There are times when the other two seem to kind of slip away from me but writing, more specifically imagination, has always been by my side.

Why? Because it's the only thing distracting me, even if momentarily, from the sad pitiful mess my life is.

Don't get me wrong; I have a fabulous family, much more than all the basic amenities I could ask for, I don't have any health issues (at the moment), no problem at all, except that I'm lonely.

I get we all come into this world alone and leave alone too, but is it too much to ask for just a couple of people who actually understand me?

A lot of people who know me would be all like, "Oh, no, we do care, honey," but no one really understands me. No one really knows that I cry myself to sleep every night.

I hate myself more than normal, much more in fact, that I spend so much time questioning every single thing I do. It's super unnerving and unpleasant when other people also do it to me because I don't have a support system.

I think I'd be able to fill a novel of ten million words with just how much I hate myself, and maybe even write a whole series. It's pathetic because I hide myself away when I cry and still hope someone'll notice.

Crying is what someone does when they're super upset (or hungry at times). But whenever I've cried around a certain bunch of people, it's only been 'a way to get attention', 'a way to get what I want' or 'classic drama'.

I have everything I could want in the world but I don't have myself. Isn't it pathetic that I imagine stories and characters so I feel more loved?

I encourage people to do whatever they want to and that they deserve everything in the world. You might've felt I'm a positive person with all the positive things I tell others to make them feel better.

I don't want anyone to feel the way I do or have. I mean, of late, I've felt like just jumping off a building a whole lot. However, I know I won't go through with it.

You probably wouldn't believe it but many times, I get jealous of characters I've created because they have someone to vent their feelings to. They may be facing the toughest situations ever but they'll make it through whole because of this person.

Now, I've long since come to accept I'll never have a person like that even though I sometimes long for it.
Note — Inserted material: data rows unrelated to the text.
pub mod migrations;
pub mod models;
pub mod queries;

use anyhow::Result;
use rusqlite::Connection;
use std::path::Path;
use std::sync::Mutex;
use tracing::info;

pub struct Database {
    conn: Mutex<Connection>,
}

impl Database {
    pub fn open(path: &Path) -> Result<Self> {
        let conn = Connection::open(path)?;

        // WAL mode for concurrent reads
        conn.pragma_update(None, "journal_mode", "WAL")?;
        conn.pragma_update(None, "foreign_keys", "ON")?;

        migrations::run(&conn)?;

        info!("Database opened at {}", path.display());
        Ok(Self {
            conn: Mutex::new(conn),
        })
    }

    /// In-memory database with the same schema, for tests.
    pub fn open_in_memory() -> Result<Self> {
        let conn = Connection::open_in_memory()?;
        conn.pragma_update(None, "foreign_keys", "ON")?;

        migrations::run(&conn)?;

        Ok(Self {
            conn: Mutex::new(conn),
        })
    }

    pub fn with_conn<F, T>(&self, f: F) -> Result<T>
    where
        F: FnOnce(&Connection) -> Result<T>,
    {
        let conn = self.conn.lock().map_err(|e| anyhow::anyhow!("DB lock poisoned: {}", e))?;
        f(&conn)
    }
}

/// True when `err` is the storage engine's UNIQUE-constraint rejection.
/// Callers surface this as a username conflict; the constraint, not
/// application logic, decides the winner under concurrent registration.
pub fn is_unique_violation(err: &anyhow::Error) -> bool {
    matches!(
        err.downcast_ref::<rusqlite::Error>(),
        Some(rusqlite::Error::SqliteFailure(e, _)) if e.code == rusqlite::ErrorCode::ConstraintViolation
    )
}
So I want to try my best to be that person for someone else. If I've ever put a smile on your face, it's definitely worth it.

Thank you for any support you've given me, minute or of gigantic proportions, thank you, for you've made me smile, even if only for a couple of seconds.

Now some people would tell me this is just a phase. I would be very happy if that is the truth although it doesn't seem much like it.

People don't realize that the person they just casually 'insulted' or made fun of could actually take it seriously. You'd never know if that person you just randomly called 'an elephant' stands in front of the mirror everyday, hating every bit they saw.

Writing is my only escape, and yeah. Gosh, now I'm repeating myself...

I'm just super alone...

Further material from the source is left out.